The BAE design will replace the Reagan-era M2 Bradley aircraft carrier looks like very similar to sexy bradley. But inside, the company told reporters today, the company’s proposal for the future of the army Optional manned combat vehicle (OMFV) contract is radically different from its predecessor. For starters, you’ll have a hard time finding the engine.

RELATED: Lighter, hybrid and highly automated: the next generation of army armor

I like it the other four competitors are OMFV, the BAE car will use a hybrid-electric engine instead of a traditional internal combustion engine. While other companies are not disclosing details, at least not yet, BAE’s James Miller, vice president of business development, told reporters this morning that BAE’s design uses a “production” hybrid diesel-electric engine that is “distributed” across the armored body.
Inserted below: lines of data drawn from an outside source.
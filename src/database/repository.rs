use serde::{de::DeserializeOwned, Serialize};
use serde_json::{json, Value};
use std::marker::PhantomData;
use std::sync::Arc;
use uuid::Uuid;

use crate::database::manager::DatabaseError;
use crate::database::models::Entity;
use crate::database::store::{Document, DocumentStore};
use crate::filter::{Filter, FilterData};

/// Typed access to one collection. Records go in and out as `T`; the store
/// only ever sees documents.
pub struct Repository<T> {
    store: Arc<dyn DocumentStore>,
    _phantom: PhantomData<T>,
}

impl<T> Clone for Repository<T> {
    fn clone(&self) -> Self {
        Self {
            store: Arc::clone(&self.store),
            _phantom: PhantomData,
        }
    }
}

impl<T> Repository<T>
where
    T: Entity + Serialize + DeserializeOwned + Send + Sync,
{
    pub fn new(store: Arc<dyn DocumentStore>) -> Self {
        Self {
            store,
            _phantom: PhantomData,
        }
    }

    pub async fn insert(&self, record: &T) -> Result<(), DatabaseError> {
        self.store
            .insert(T::COLLECTION, record.id(), to_document(record)?)
            .await
    }

    pub async fn select_any(&self, filter_data: FilterData) -> Result<Vec<T>, DatabaseError> {
        let mut filter = Filter::new(T::COLLECTION)?;
        filter.assign(filter_data)?;

        self.store
            .find(&filter)
            .await?
            .into_iter()
            .map(from_document)
            .collect()
    }

    pub async fn select_one(&self, filter_data: FilterData) -> Result<Option<T>, DatabaseError> {
        Ok(self.select_any(filter_data).await?.into_iter().next())
    }

    pub async fn select_404(&self, filter_data: FilterData) -> Result<T, DatabaseError> {
        self.select_one(filter_data)
            .await?
            .ok_or_else(|| DatabaseError::NotFound(format!("{} not found", T::COLLECTION)))
    }

    pub async fn select_id(&self, id: Uuid) -> Result<T, DatabaseError> {
        self.select_404(FilterData::matching(json!({ "id": id })))
            .await
    }

    /// Replace the stored record with the same id
    pub async fn update(&self, record: &T) -> Result<(), DatabaseError> {
        if self
            .store
            .update(T::COLLECTION, record.id(), to_document(record)?)
            .await?
        {
            Ok(())
        } else {
            Err(DatabaseError::NotFound(format!("{} not found", T::COLLECTION)))
        }
    }

    pub async fn delete_any(&self, filter_data: FilterData) -> Result<u64, DatabaseError> {
        let mut filter = Filter::new(T::COLLECTION)?;
        filter.assign(filter_data)?;
        self.store.delete(&filter).await
    }
}

fn to_document<T: Serialize>(record: &T) -> Result<Document, DatabaseError> {
    match serde_json::to_value(record)? {
        Value::Object(map) => Ok(map),
        other => Err(DatabaseError::QueryError(format!(
            "record did not serialize to a document: {}",
            other
        ))),
    }
}

fn from_document<T: DeserializeOwned>(document: Document) -> Result<T, DatabaseError> {
    Ok(serde_json::from_value(Value::Object(document))?)
}

#[cfg(test)]
mod tests {
    use super::*;
    use crate::database::memory::MemoryStore;
    use crate::database::models::{NewZone, Zone, ZoneType};

    fn zone(name: &str) -> Zone {
        Zone::create(NewZone {
            name: name.to_string(),
            description: None,
            zone_type: ZoneType::Checkpoint,
            image: None,
            lat: 1.0,
            lon: 2.0,
            radius: 100,
        })
    }

    fn repo() -> Repository<Zone> {
        Repository::new(Arc::new(MemoryStore::new()))
    }

    #[tokio::test]
    async fn insert_then_select_by_id() {
        let repo = repo();
        let created = zone("A");
        repo.insert(&created).await.unwrap();

        let loaded = repo.select_id(created.id).await.unwrap();
        assert_eq!(loaded, created);
    }

    #[tokio::test]
    async fn unknown_ids_are_not_found() {
        let repo = repo();
        assert!(matches!(
            repo.select_id(Uuid::new_v4()).await,
            Err(DatabaseError::NotFound(_))
        ));
        assert!(matches!(
            repo.update(&zone("ghost")).await,
            Err(DatabaseError::NotFound(_))
        ));
    }

    #[tokio::test]
    async fn update_persists_changes() {
        let repo = repo();
        let mut created = zone("A");
        repo.insert(&created).await.unwrap();

        created.enabled = false;
        repo.update(&created).await.unwrap();
        assert!(!repo.select_id(created.id).await.unwrap().enabled);
    }
}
What does that mean? Traditional vehicles (APCs, APCs and infantry fighting vehicles, BMPs) have a single large engine in the front, where it creates a large heat signature on enemy infrared sensors, and can be disabled with the first shot to penetrate the area. armor But the BAE OMFV replaces one large engine with a series of smaller hybrid-electric modules along both sides of the hull. (BAE actually implemented this approach in the Future Combat Systems machines, which were canceled back in 2009.)

Military graphics

An old Army slide shows the hybrid-electric drive configuration in the canceled Future Combat Systems (FCS) vehicle.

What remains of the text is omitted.